With major insurance companies — State Farm, Allstate, Farmers, etc. — leaving the homeowners market in California, some members of the California Legislature had plans in the just ended session to help solve the crisis.
Lots of talk. No action on a bill that will lead to a resolution.
Insurance groups like the American Property Casualty Insurance Association (APCIA) were disappointed. Consumer groups considered anything being planned as a sellout to big business insurers and feared any solution would lead to extremely higher rates for consumers.
Denni Ritter of the APCIA put things in perspective.
“California’s decades-old regulatory system is outdated and in need of modernization to handle the increasing catastrophic losses resulting from inflation, climate change, and extreme weather,” Ritter said and noted that the state needs a “more efficient regulatory approval process to ensure there are enough resources in the system to cover consumer claims.”
One of the problems is voter passed Proposition 103 that rolled back rates 20 years ago and gave more rate increasing power to the office of the insurance commissioner. And the current commissioner, Ricardo Lara has been slow to respond to rate raising requests by insurers which helped lead to the mass exodus by insurance companies.
Republicans in California’s Senate sent a letter to Lara want him to get moving — and quickly.

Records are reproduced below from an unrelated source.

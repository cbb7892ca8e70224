/*
 * Copyright 2010 ZXing authors
 *
 * Licensed under the Apache License, Version 2.0 (the "License");
 * you may not use this file except in compliance with the License.
 * You may obtain a copy of the License at
 *
 *      http://www.apache.org/licenses/LICENSE-2.0
 *
 * Unless required by applicable law or agreed to in writing, software
 * distributed under the License is distributed on an "AS IS" BASIS,
 * WITHOUT WARRANTIES OR CONDITIONS OF ANY KIND, either express or implied.
 * See the License for the specific language governing permissions and
 * limitations under the License.
 */

use once_cell::sync::Lazy;

use crate::Exceptions;

/// One block size within a symbol's error-correction layout: `count`
/// interleaved Reed-Solomon blocks, each carrying `data_codewords`
/// data bytes (plus the version's shared `ec_codewords_per_block`).
#[derive(Debug, Clone, Copy)]
pub struct EcBlock {
    pub count: u32,
    pub data_codewords: u32,
}

#[derive(Debug, Clone)]
pub struct EcBlocks {
    pub ec_codewords_per_block: u32,
    pub ec_blocks: Vec<EcBlock>,
}

/// One of the 24 square or 6 rectangular ECC 200 symbol sizes: how many
/// rows/columns the full symbol (including its alignment patterns) and
/// its interior data region occupy, and the Reed-Solomon block layout
/// that many data bytes need.
#[derive(Debug, Clone)]
pub struct Version {
    pub version_number: u32,
    pub symbol_size_rows: u32,
    pub symbol_size_columns: u32,
    pub data_region_size_rows: u32,
    pub data_region_size_columns: u32,
    pub ec_blocks: EcBlocks,
    total_codewords: u32,
}

impl Version {
    fn new(version_number: u32, symbol_size_rows: u32, symbol_size_columns: u32, data_region_size_rows: u32, data_region_size_columns: u32, ec_codewords_per_block: u32, ec_blocks: Vec<EcBlock>) -> Self {
        let total_data_codewords: u32 = ec_blocks.iter().map(|b| b.count * b.data_codewords).sum();
        let total_blocks: u32 = ec_blocks.iter().map(|b| b.count).sum();
        let total_codewords = total_data_codewords + ec_codewords_per_block * total_blocks;
        Self {
            version_number,
            symbol_size_rows,
            symbol_size_columns,
            data_region_size_rows,
            data_region_size_columns,
            ec_blocks: EcBlocks { ec_codewords_per_block, ec_blocks },
            total_codewords,
        }
    }

    pub fn total_codewords(&self) -> u32 {
        self.total_codewords
    }

    pub fn data_region_rows_per_symbol(&self) -> u32 {
        self.symbol_size_rows / self.data_region_size_rows
    }

    pub fn data_region_columns_per_symbol(&self) -> u32 {
        self.symbol_size_columns / self.data_region_size_columns
    }

    pub fn get_version_for_dimensions(num_rows: u32, num_columns: u32) -> Result<&'static Version, Exceptions> {
        if num_rows & 0x01 != 0 || num_columns & 0x01 != 0 {
            return Err(Exceptions::illegal_argument_with("dimensions must be even"));
        }
        VERSIONS
            .iter()
            .find(|v| v.symbol_size_rows == num_rows && v.symbol_size_columns == num_columns)
            .ok_or_else(|| Exceptions::not_found_with("no Data Matrix version matches this dimension"))
    }
}

fn eb(count: u32, data_codewords: u32) -> EcBlock {
    EcBlock { count, data_codewords }
}

/// The fixed ECC 200 symbol table: 24 square sizes (10x10 through
/// 144x144) followed by 6 rectangular sizes (8x18 through 16x48).
static VERSIONS: Lazy<Vec<Version>> = Lazy::new(|| {
    vec![
        Version::new(1, 10, 10, 8, 8, 5, vec![eb(1, 3)]),
        Version::new(2, 12, 12, 10, 10, 7, vec![eb(1, 5)]),
        Version::new(3, 14, 14, 12, 12, 10, vec![eb(1, 8)]),
        Version::new(4, 16, 16, 14, 14, 12, vec![eb(1, 12)]),
        Version::new(5, 18, 18, 16, 16, 14, vec![eb(1, 18)]),
        Version::new(6, 20, 20, 18, 18, 18, vec![eb(1, 22)]),
        Version::new(7, 22, 22, 20, 20, 20, vec![eb(1, 30)]),
        Version::new(8, 24, 24, 22, 22, 24, vec![eb(1, 36)]),
        Version::new(9, 26, 26, 24, 24, 28, vec![eb(1, 44)]),
        Version::new(10, 32, 32, 14, 14, 36, vec![eb(1, 62)]),
        Version::new(11, 36, 36, 16, 16, 42, vec![eb(1, 86)]),
        Version::new(12, 40, 40, 18, 18, 48, vec![eb(1, 114)]),
        Version::new(13, 44, 44, 20, 20, 56, vec![eb(1, 144)]),
        Version::new(14, 48, 48, 22, 22, 68, vec![eb(1, 174)]),
        Version::new(15, 52, 52, 24, 24, 42, vec![eb(2, 102)]),
        Version::new(16, 64, 64, 14, 14, 56, vec![eb(2, 140)]),
        Version::new(17, 72, 72, 16, 16, 36, vec![eb(4, 92)]),
        Version::new(18, 80, 80, 18, 18, 48, vec![eb(4, 114)]),
        Version::new(19, 88, 88, 20, 20, 56, vec![eb(4, 144)]),
        Version::new(20, 96, 96, 22, 22, 68, vec![eb(4, 174)]),
        Version::new(21, 104, 104, 24, 24, 56, vec![eb(6, 136)]),
        Version::new(22, 120, 120, 18, 18, 68, vec![eb(6, 175)]),
        Version::new(23, 132, 132, 20, 20, 62, vec![eb(8, 163)]),
        Version::new(24, 144, 144, 22, 22, 62, vec![eb(4, 156), eb(18, 155)]),
        Version::new(25, 8, 18, 6, 16, 7, vec![eb(1, 5)]),
        Version::new(26, 8, 32, 6, 14, 11, vec![eb(1, 10)]),
        Version::new(27, 12, 26, 10, 24, 14, vec![eb(1, 16)]),
        Version::new(28, 12, 36, 10, 16, 18, vec![eb(1, 22)]),
        Version::new(29, 16, 36, 14, 16, 24, vec![eb(1, 32)]),
        Version::new(30, 16, 48, 14, 22, 28, vec![eb(1, 49)]),
    ]
});
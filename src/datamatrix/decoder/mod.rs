/*
 * Copyright 2010 ZXing authors
 *
 * Licensed under the Apache License, Version 2.0 (the "License");
 * you may not use this file except in compliance with the License.
 * You may obtain a copy of the License at
 *
 *      http://www.apache.org/licenses/LICENSE-2.0
 *
 * Unless required by applicable law or agreed to in writing, software
 * distributed under the License is distributed on an "AS IS" BASIS,
 * WITHOUT WARRANTIES OR CONDITIONS OF ANY KIND, either express or implied.
 * See the License for the specific language governing permissions and
 * limitations under the License.
 */

mod bit_matrix_parser;
mod data_block;
mod decoded_bit_stream_parser;
mod decoder;
mod version;

pub use bit_matrix_parser::BitMatrixParser;
pub use data_block::DataBlock;
pub use decoder::Decoder;
pub use version::Version;
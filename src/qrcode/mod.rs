/*
 * Copyright 2007 ZXing authors
 *
 * Licensed under the Apache License, Version 2.0 (the "License");
 * you may not use this file except in compliance with the License.
 * You may obtain a copy of the License at
 *
 *      http://www.apache.org/licenses/LICENSE-2.0
 *
 * Unless required by applicable law or agreed to in writing, software
 * distributed under the License is distributed on an "AS IS" BASIS,
 * WITHOUT WARRANTIES OR CONDITIONS OF ANY KIND, either express or implied.
 * See the License for the specific language governing permissions and
 * limitations under the License.
 */

pub mod decoder;
pub mod detector;
mod qr_code_reader;

pub use qr_code_reader::QrCodeReader;
/*
 * Copyright 2010 ZXing authors
 *
 * Licensed under the Apache License, Version 2.0 (the "License");
 * you may not use this file except in compliance with the License.
 * You may obtain a copy of the License at
 *
 *      http://www.apache.org/licenses/LICENSE-2.0
 *
 * Unless required by applicable law or agreed to in writing, software
 * distributed under the License is distributed on an "AS IS" BASIS,
 * WITHOUT WARRANTIES OR CONDITIONS OF ANY KIND, either express or implied.
 * See the License for the specific language governing permissions and
 * limitations under the License.
 */

use crate::common::reedsolomon::{get_predefined_genericgf, PredefinedGenericGf, ReedSolomonDecoder};
use crate::common::{BitArray, BitMatrix};
use crate::result::DecoderRXingResult;
use crate::Exceptions;

use super::tables::{get_character, Entry, Table};
use crate::aztec::detector::AztecDetectorResult;

const NB_BITS_COMPACT: [i32; 5] = [0, 104, 240, 408, 608];

const NB_BITS: [i32; 33] = [
    0, 128, 288, 480, 704, 960, 1248, 1568, 1920, 2304, 2720, 3168, 3648, 4160, 4704, 5280, 5888, 6528, 7200, 7904, 8640, 9408, 10208, 11040,
    11904, 12800, 13728, 14688, 15680, 16704, 17760, 18848, 19968,
];

const NB_DATABLOCK_COMPACT: [i32; 5] = [0, 17, 40, 51, 76];

const NB_DATABLOCK: [i32; 33] = [
    0, 21, 48, 60, 88, 120, 156, 196, 240, 230, 272, 316, 364, 416, 470, 528, 588, 652, 720, 790, 864, 940, 1020, 920, 992, 1066, 1144, 1224,
    1306, 1392, 1480, 1570, 1664,
];

/// Turns a sampled Aztec symbol grid into text: lift the raw bits off
/// the grid's concentric rings (undoing the reference-grid dashed lines
/// on full-size symbols first), split them into codewords sized by the
/// layer count, correct those against the matching `AZTEC_DATA_*`
/// Galois field, then run the corrected bitstream through the
/// Upper/Lower/Mixed/Punct/Digit/Binary table state machine.
pub struct Decoder;

impl Decoder {
    pub fn decode(detector_result: &AztecDetectorResult) -> Result<DecoderRXingResult, Exceptions> {
        let matrix = if detector_result.compact() {
            detector_result.bits().clone()
        } else {
            remove_dashed_lines(detector_result.bits())?
        };

        let (rawbits, num_codewords) = extract_bits(&matrix, detector_result)?;
        let (corrected_bits, end_index) = correct_bits(&rawbits, num_codewords, detector_result)?;
        let text = get_encoded_data(&corrected_bits, end_index)?;

        // Mirrors the reference decoder's own raw-bytes representation:
        // the corrected bit array flattened one bit per byte, not a
        // packed byte stream.
        let raw_bytes: Vec<u8> = (0..corrected_bits.size()).map(|i| corrected_bits.get(i) as u8).collect();

        Ok(DecoderRXingResult::new(raw_bytes, text))
    }
}

fn extract_bits(matrix: &BitMatrix, detector_result: &AztecDetectorResult) -> Result<(BitArray, usize), Exceptions> {
    let compact = detector_result.compact();
    let layers = detector_result.nb_layers();

    let (total_bits, num_codewords) = if compact {
        if layers > 4 {
            return Err(Exceptions::format_with("aztec layer count too large for a compact symbol"));
        }
        (NB_BITS_COMPACT[layers as usize], NB_DATABLOCK_COMPACT[layers as usize])
    } else {
        if layers > 32 {
            return Err(Exceptions::format_with("aztec layer count too large"));
        }
        (NB_BITS[layers as usize], NB_DATABLOCK[layers as usize])
    };

    let mut rawbits = vec![false; total_bits as usize];

    let mut layer = layers as i32;
    let mut size = matrix.height() as i32;
    let mut rawbits_offset = 0usize;
    let mut matrix_offset = 0i32;

    while layer != 0 {
        let mut flip = 0i32;
        for i in 0..(2 * size - 4) {
            rawbits[rawbits_offset + i as usize] = matrix.get((matrix_offset + flip) as u32, (matrix_offset + i / 2) as u32);
            rawbits[rawbits_offset + (2 * size - 4 + i) as usize] =
                matrix.get((matrix_offset + i / 2) as u32, (matrix_offset + size - 1 - flip) as u32);
            flip = (flip + 1) % 2;
        }

        flip = 0;
        let mut i = 2 * size + 1;
        while i > 5 {
            rawbits[rawbits_offset + (4 * size - 8 + (2 * size - i) + 1) as usize] =
                matrix.get((matrix_offset + size - 1 - flip) as u32, (matrix_offset + i / 2 - 1) as u32);
            rawbits[rawbits_offset + (6 * size - 12 + (2 * size - i) + 1) as usize] =
                matrix.get((matrix_offset + i / 2 - 1) as u32, (matrix_offset + flip) as u32);
            flip = (flip + 1) % 2;
            i -= 1;
        }

        matrix_offset += 2;
        rawbits_offset += (8 * size - 16) as usize;
        layer -= 1;
        size -= 4;
    }

    let mut bit_array = BitArray::with_size(rawbits.len());
    for (i, &bit) in rawbits.iter().enumerate() {
        if bit {
            bit_array.set(i);
        }
    }

    Ok((bit_array, num_codewords as usize))
}

fn correct_bits(rawbits: &BitArray, num_codewords: usize, detector_result: &AztecDetectorResult) -> Result<(BitArray, i32), Exceptions> {
    let nb_layers = detector_result.nb_layers();
    let (codeword_size, gf_kind) = if nb_layers <= 2 {
        (6, PredefinedGenericGf::AztecData6)
    } else if nb_layers <= 8 {
        (8, PredefinedGenericGf::AztecData8)
    } else if nb_layers <= 22 {
        (10, PredefinedGenericGf::AztecData10)
    } else {
        (12, PredefinedGenericGf::AztecData12)
    };

    let num_data_codewords = detector_result.nb_datablocks() as i32;
    let (total_bits, total_data_blocks) = if detector_result.compact() {
        (NB_BITS_COMPACT[nb_layers as usize], NB_DATABLOCK_COMPACT[nb_layers as usize])
    } else {
        (NB_BITS[nb_layers as usize], NB_DATABLOCK[nb_layers as usize])
    };
    let offset_bits = total_bits - num_codewords as i32 * codeword_size;
    let num_ec_codewords = total_data_blocks - num_data_codewords;
    if num_ec_codewords < 0 {
        return Err(Exceptions::format_with("aztec symbol reports fewer data blocks than data codewords"));
    }

    let mut data_words = vec![0i32; num_codewords];
    for (i, word) in data_words.iter_mut().enumerate() {
        let mut flag = 1i32;
        for j in 1..=codeword_size {
            let bit_index = codeword_size * i as i32 + codeword_size - j + offset_bits;
            if bit_index >= 0 && (bit_index as usize) < rawbits.size() && rawbits.get(bit_index as usize) {
                *word += flag;
            }
            flag <<= 1;
        }
    }

    let field = get_predefined_genericgf(gf_kind);
    let rs_decoder = ReedSolomonDecoder::new(field);
    rs_decoder
        .decode(&mut data_words, num_ec_codewords as usize)
        .map_err(|_| Exceptions::checksum_with("aztec data codewords failed reed-solomon correction"))?;

    let mut offset = 0i32;
    let mut inverted_bit_count = 0i32;
    let mut corrected_bits = BitArray::with_size((num_data_codewords * codeword_size) as usize);

    for i in 0..num_data_codewords {
        let mut series_color = false;
        let mut series_count = 0i32;
        let mut flag = 1i32 << (codeword_size - 1);

        for j in 0..codeword_size {
            let color = (data_words[i as usize] & flag) == flag;

            if series_count == codeword_size - 1 {
                if color == series_color {
                    return Err(Exceptions::format_with("aztec codeword bit was not inverted as expected"));
                }
                series_color = false;
                series_count = 0;
                offset += 1;
                inverted_bit_count += 1;
            } else {
                if series_color == color {
                    series_count += 1;
                } else {
                    series_count = 1;
                    series_color = color;
                }
                if color {
                    corrected_bits.set((i * codeword_size + j - offset) as usize);
                }
            }

            flag >>= 1;
        }
    }

    let end_index = codeword_size * num_data_codewords - inverted_bit_count;
    Ok((corrected_bits, end_index))
}

fn get_encoded_data(corrected_bits: &BitArray, end_index: i32) -> Result<String, Exceptions> {
    if end_index > corrected_bits.size() as i32 {
        return Err(Exceptions::format_with("invalid aztec input data"));
    }

    let mut last_table = Table::Upper;
    let mut table = Table::Upper;
    let mut start_index = 0i32;
    let mut result = String::new();
    let mut end = false;
    let mut shift = false;
    let mut binary_shift = false;

    while !end {
        let switch_shift = shift;
        if !shift {
            last_table = table;
        }

        if binary_shift {
            if end_index - start_index < 5 {
                break;
            }
            let mut length = read_code(corrected_bits, start_index, 5);
            start_index += 5;
            if length == 0 {
                if end_index - start_index < 11 {
                    break;
                }
                length = read_code(corrected_bits, start_index, 11) + 31;
                start_index += 11;
            }
            for _ in 0..length {
                if end_index - start_index < 8 {
                    end = true;
                    break;
                }
                let code = read_code(corrected_bits, start_index, 8);
                result.push(code as u8 as char);
                start_index += 8;
            }
            binary_shift = false;
        } else if table == Table::Binary {
            if end_index - start_index < 8 {
                break;
            }
            let code = read_code(corrected_bits, start_index, 8);
            start_index += 8;
            result.push(code as u8 as char);
        } else {
            let size = if table == Table::Digit { 4 } else { 5 };
            if end_index - start_index < size {
                break;
            }
            let code = read_code(corrected_bits, start_index, size);
            start_index += size;

            match get_character(table, code as usize) {
                Entry::Str(s) => result.push_str(s),
                Entry::Latch(next) => table = next,
                Entry::Shift(next) => {
                    table = next;
                    shift = true;
                    if next == Table::Binary {
                        binary_shift = true;
                    }
                }
            }
        }

        if switch_shift {
            table = last_table;
            shift = false;
        }
    }

    Ok(result)
}

fn read_code(bits: &BitArray, start_index: i32, length: i32) -> i32 {
    let mut res = 0i32;
    for i in start_index..start_index + length {
        res <<= 1;
        if bits.get(i as usize) {
            res += 1;
        }
    }
    res
}

fn remove_dashed_lines(matrix: &BitMatrix) -> Result<BitMatrix, Exceptions> {
    let nb_dashed = 1 + 2 * ((matrix.width() as i32 - 1) / 2 / 16);
    let mut new_matrix = BitMatrix::new((matrix.width() as i32 - nb_dashed) as u32, (matrix.height() as i32 - nb_dashed) as u32)?;

    let mut nx = 0u32;
    for x in 0..matrix.width() as i32 {
        if (matrix.width() as i32 / 2 - x) % 16 == 0 {
            continue;
        }
        let mut ny = 0u32;
        for y in 0..matrix.height() as i32 {
            if (matrix.width() as i32 / 2 - y) % 16 == 0 {
                continue;
            }
            if matrix.get(x as u32, y as u32) {
                new_matrix.set(nx, ny);
            }
            ny += 1;
        }
        nx += 1;
    }
    Ok(new_matrix)
}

“Everyone knows the hard truths of what has to happen: there need to be rate adjustments; reinsurance and prospective catastrophic modeling need to be authorized; the rate review process needs to be accelerated; insurance discounts for home-hardening must be authorized; we need to modernize the insurance market. You can begin this process yourself, now,” the letter said.
Lara recently noted that he is moving and does have a plan.
“We also are moving forward with a package of regulatory solutions that will streamline the rate review process, opening it equitably to public input — not just the entrenched interests that have benefited materially from the status quo,” he said.
That’s a statement that, no doubt, worries insurance companies who are battling how to insure homes and businesses in a wildfire-prone state and very high construction costs.
And with that said, the commissioner added, “We will continue moving forward. Together, we can create a sustainable and resilient insurance market to protect Californians, our communities, and our environment.”